_What you will do_.
In the records below, find every line with the word "contains" and copy it.

_Records to use_.
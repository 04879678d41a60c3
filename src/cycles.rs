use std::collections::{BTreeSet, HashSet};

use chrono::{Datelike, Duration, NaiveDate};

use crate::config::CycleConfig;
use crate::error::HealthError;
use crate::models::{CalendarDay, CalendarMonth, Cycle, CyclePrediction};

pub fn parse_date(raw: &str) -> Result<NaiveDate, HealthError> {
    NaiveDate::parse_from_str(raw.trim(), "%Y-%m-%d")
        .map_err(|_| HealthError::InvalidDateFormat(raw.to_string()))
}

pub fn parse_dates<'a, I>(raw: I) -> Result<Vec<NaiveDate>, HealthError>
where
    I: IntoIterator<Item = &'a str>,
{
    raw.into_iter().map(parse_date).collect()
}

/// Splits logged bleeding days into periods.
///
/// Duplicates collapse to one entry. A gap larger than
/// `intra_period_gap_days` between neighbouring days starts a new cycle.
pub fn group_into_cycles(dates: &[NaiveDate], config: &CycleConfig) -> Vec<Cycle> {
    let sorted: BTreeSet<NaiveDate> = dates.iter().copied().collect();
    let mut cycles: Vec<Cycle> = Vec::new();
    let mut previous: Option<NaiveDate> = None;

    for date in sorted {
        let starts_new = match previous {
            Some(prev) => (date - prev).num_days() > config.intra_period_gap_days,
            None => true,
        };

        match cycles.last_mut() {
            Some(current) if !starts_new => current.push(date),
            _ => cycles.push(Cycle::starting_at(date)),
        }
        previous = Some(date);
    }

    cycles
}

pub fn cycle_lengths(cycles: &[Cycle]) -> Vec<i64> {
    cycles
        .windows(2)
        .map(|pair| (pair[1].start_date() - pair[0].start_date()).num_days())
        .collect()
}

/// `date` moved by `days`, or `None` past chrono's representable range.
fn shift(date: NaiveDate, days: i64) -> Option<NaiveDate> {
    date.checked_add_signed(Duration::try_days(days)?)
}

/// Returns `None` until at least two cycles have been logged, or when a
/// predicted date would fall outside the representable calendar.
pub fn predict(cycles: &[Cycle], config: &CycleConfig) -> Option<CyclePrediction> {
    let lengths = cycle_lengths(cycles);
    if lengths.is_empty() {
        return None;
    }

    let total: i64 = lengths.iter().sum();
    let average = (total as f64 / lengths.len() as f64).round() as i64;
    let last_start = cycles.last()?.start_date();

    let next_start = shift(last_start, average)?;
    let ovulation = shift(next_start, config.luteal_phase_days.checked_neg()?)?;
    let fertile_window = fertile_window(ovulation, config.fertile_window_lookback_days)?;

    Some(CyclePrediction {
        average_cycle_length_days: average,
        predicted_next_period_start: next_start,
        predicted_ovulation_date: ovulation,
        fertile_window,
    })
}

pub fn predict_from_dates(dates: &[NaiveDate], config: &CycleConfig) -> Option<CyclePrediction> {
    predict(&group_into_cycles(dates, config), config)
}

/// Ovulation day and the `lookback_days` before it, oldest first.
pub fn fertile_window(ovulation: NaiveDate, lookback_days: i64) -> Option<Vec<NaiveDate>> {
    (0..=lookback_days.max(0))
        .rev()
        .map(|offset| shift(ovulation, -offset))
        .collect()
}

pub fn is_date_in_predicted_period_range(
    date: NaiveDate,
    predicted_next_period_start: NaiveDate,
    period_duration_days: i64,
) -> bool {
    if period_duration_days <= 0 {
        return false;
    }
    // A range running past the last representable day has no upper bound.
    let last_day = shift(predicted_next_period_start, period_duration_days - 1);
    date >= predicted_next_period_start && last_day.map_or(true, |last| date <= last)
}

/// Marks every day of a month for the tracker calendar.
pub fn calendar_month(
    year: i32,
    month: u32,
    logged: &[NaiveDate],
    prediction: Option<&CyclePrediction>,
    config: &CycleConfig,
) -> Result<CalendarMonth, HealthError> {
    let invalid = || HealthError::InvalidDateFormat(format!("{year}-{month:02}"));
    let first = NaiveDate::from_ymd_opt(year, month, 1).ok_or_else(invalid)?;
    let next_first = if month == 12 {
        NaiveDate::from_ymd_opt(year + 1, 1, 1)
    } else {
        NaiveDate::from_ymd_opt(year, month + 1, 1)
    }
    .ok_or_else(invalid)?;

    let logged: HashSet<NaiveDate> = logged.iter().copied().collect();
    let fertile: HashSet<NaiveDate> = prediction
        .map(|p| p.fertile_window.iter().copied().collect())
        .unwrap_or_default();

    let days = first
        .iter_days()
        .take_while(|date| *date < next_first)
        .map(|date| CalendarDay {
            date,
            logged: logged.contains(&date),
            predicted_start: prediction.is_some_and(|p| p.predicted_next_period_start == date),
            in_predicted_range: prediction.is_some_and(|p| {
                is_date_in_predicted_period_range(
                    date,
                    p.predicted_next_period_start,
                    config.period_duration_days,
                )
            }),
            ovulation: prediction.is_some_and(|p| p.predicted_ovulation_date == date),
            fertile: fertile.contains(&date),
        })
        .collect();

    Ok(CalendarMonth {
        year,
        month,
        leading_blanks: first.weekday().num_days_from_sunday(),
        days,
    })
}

...

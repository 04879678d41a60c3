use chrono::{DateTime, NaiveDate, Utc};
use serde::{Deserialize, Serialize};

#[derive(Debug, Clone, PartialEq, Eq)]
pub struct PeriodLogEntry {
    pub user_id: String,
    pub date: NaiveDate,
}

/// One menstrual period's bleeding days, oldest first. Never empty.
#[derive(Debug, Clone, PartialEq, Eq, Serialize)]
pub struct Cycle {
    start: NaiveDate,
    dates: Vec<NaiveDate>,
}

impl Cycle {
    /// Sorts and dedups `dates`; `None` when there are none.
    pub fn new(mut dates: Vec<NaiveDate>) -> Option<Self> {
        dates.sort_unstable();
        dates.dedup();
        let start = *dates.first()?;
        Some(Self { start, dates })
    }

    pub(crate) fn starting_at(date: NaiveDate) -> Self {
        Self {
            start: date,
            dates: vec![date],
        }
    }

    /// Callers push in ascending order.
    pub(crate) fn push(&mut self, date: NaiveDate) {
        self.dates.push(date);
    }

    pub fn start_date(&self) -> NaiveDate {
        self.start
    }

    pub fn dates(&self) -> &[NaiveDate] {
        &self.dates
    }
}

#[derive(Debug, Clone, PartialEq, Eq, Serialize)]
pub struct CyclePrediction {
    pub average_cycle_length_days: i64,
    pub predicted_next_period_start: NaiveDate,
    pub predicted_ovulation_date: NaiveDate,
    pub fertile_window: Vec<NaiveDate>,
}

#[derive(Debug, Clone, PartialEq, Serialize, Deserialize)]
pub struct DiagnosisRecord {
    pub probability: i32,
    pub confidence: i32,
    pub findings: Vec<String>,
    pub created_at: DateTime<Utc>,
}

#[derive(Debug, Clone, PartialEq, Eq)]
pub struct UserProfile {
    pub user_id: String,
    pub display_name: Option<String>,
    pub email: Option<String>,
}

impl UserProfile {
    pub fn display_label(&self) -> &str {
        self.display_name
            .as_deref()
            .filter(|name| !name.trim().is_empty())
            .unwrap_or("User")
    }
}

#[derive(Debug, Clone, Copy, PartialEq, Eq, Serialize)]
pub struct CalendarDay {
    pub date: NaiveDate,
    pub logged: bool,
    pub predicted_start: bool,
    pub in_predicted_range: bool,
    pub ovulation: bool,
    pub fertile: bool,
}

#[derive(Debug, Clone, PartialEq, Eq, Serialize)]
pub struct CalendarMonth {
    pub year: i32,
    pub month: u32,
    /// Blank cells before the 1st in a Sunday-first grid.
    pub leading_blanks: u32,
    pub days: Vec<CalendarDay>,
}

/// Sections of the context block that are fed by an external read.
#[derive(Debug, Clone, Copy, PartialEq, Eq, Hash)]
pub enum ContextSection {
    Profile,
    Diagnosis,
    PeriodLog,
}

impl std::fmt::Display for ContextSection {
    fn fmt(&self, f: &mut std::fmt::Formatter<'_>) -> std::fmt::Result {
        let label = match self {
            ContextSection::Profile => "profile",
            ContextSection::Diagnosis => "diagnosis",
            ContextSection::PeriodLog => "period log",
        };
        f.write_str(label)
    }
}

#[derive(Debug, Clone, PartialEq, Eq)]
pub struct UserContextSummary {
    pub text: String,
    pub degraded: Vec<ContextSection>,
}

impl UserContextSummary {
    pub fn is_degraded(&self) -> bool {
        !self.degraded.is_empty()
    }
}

...

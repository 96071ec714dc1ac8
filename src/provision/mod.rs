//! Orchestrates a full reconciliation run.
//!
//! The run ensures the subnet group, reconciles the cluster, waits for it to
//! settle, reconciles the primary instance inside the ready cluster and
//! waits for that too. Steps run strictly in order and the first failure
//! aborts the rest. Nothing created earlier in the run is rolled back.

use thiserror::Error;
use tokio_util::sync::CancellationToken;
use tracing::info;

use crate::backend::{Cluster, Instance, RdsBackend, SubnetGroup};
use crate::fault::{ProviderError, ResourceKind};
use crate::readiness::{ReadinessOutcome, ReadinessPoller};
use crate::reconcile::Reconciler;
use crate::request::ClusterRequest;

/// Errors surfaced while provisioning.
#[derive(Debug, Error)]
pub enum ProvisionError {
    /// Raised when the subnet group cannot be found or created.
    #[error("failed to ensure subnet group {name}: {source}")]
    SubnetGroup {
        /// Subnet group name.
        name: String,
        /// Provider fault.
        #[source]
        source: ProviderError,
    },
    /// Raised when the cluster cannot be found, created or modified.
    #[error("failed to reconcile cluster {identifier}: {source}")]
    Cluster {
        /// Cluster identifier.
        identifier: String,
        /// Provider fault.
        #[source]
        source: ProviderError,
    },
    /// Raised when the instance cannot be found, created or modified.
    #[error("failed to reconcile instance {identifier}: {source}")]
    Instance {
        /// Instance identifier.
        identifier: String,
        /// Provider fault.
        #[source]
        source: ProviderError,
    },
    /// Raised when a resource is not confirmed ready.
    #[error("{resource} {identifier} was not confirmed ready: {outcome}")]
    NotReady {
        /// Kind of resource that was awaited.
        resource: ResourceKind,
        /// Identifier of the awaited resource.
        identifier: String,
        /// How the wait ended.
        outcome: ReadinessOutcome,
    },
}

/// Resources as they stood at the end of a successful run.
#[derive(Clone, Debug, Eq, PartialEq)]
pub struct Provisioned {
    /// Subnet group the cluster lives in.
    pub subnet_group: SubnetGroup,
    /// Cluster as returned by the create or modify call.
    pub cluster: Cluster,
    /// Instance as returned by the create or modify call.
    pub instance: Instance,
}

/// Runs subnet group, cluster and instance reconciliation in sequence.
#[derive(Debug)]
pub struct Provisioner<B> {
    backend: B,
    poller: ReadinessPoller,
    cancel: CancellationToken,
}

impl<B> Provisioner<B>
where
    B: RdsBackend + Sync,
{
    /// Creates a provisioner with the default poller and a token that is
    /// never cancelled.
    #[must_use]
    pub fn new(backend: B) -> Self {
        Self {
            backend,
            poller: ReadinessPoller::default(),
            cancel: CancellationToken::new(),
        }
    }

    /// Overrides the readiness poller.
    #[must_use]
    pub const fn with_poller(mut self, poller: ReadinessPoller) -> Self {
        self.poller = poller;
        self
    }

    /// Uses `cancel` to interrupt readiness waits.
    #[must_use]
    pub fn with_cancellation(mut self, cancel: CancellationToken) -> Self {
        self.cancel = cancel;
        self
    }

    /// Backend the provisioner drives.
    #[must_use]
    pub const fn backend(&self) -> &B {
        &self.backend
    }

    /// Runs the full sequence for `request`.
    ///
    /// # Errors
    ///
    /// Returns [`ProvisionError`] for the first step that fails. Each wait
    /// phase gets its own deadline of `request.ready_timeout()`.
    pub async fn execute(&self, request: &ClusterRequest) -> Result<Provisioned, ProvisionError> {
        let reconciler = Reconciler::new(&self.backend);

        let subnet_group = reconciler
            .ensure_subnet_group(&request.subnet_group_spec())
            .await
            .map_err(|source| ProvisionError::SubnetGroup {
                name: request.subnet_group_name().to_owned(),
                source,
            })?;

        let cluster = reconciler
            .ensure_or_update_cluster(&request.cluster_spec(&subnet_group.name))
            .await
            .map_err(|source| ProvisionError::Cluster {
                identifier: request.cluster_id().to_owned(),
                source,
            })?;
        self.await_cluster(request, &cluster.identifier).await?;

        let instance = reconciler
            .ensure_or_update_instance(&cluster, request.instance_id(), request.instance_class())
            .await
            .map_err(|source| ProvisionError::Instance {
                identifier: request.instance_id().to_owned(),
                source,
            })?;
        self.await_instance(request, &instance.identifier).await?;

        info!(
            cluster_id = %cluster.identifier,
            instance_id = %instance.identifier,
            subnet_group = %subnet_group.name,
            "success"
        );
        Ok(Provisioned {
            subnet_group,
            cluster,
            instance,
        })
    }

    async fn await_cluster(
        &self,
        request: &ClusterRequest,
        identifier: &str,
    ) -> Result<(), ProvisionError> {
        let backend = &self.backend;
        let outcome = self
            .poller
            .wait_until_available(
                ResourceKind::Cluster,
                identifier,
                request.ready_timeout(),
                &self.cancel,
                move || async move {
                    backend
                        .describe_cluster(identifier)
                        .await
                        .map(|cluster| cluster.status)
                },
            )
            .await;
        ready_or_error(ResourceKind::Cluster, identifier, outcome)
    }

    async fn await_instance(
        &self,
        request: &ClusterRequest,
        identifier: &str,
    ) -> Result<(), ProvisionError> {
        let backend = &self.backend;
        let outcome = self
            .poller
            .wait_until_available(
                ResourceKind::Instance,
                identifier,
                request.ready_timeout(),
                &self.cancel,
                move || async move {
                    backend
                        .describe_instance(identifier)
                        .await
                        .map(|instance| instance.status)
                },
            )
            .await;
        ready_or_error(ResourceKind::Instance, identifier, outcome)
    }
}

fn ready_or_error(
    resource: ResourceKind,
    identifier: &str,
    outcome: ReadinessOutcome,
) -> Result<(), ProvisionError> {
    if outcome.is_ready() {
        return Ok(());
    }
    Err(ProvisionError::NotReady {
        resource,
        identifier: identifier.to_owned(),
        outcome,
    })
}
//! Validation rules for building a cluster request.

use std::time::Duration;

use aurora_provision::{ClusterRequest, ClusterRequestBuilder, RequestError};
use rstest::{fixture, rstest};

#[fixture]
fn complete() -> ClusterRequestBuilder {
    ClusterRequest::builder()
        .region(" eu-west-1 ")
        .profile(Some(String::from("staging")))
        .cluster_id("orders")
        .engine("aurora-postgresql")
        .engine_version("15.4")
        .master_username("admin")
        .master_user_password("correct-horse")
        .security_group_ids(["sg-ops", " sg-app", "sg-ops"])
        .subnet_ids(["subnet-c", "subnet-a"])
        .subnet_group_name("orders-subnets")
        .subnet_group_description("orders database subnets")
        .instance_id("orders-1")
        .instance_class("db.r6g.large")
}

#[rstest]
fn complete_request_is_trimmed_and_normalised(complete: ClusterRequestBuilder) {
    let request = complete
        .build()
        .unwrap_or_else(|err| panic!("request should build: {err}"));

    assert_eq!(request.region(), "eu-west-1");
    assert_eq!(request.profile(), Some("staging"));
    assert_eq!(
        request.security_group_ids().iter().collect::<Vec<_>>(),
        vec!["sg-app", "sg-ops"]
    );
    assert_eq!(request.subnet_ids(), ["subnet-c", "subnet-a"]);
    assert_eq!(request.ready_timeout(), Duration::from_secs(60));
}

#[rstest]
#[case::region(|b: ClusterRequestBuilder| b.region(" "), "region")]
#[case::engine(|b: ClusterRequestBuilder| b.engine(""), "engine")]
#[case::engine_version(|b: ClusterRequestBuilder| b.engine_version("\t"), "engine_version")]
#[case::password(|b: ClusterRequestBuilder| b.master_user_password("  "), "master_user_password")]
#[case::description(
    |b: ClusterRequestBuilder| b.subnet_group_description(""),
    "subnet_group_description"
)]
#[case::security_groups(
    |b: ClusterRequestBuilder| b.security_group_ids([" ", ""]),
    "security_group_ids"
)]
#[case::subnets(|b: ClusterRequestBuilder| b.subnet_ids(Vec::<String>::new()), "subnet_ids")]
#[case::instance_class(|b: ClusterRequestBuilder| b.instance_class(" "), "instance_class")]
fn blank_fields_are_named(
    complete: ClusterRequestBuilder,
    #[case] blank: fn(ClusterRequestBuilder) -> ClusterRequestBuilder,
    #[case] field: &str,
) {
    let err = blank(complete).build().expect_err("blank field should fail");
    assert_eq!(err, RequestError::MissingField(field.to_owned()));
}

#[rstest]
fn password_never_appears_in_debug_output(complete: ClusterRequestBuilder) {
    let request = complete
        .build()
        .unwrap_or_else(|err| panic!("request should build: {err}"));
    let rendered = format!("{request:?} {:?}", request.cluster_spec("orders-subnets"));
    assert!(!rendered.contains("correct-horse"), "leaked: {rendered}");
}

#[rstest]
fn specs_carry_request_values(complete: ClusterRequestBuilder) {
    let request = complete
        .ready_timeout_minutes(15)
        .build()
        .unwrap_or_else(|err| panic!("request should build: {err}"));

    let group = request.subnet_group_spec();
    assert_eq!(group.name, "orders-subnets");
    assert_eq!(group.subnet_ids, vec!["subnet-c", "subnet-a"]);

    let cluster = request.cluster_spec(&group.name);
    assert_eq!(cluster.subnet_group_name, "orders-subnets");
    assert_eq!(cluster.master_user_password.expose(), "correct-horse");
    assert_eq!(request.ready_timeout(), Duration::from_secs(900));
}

_Problem solution_.
            logged: logged.contains(&date),
            fertile: fertile.contains(&date),
    assert!(!rendered.contains("correct-horse"), "leaked: {rendered}");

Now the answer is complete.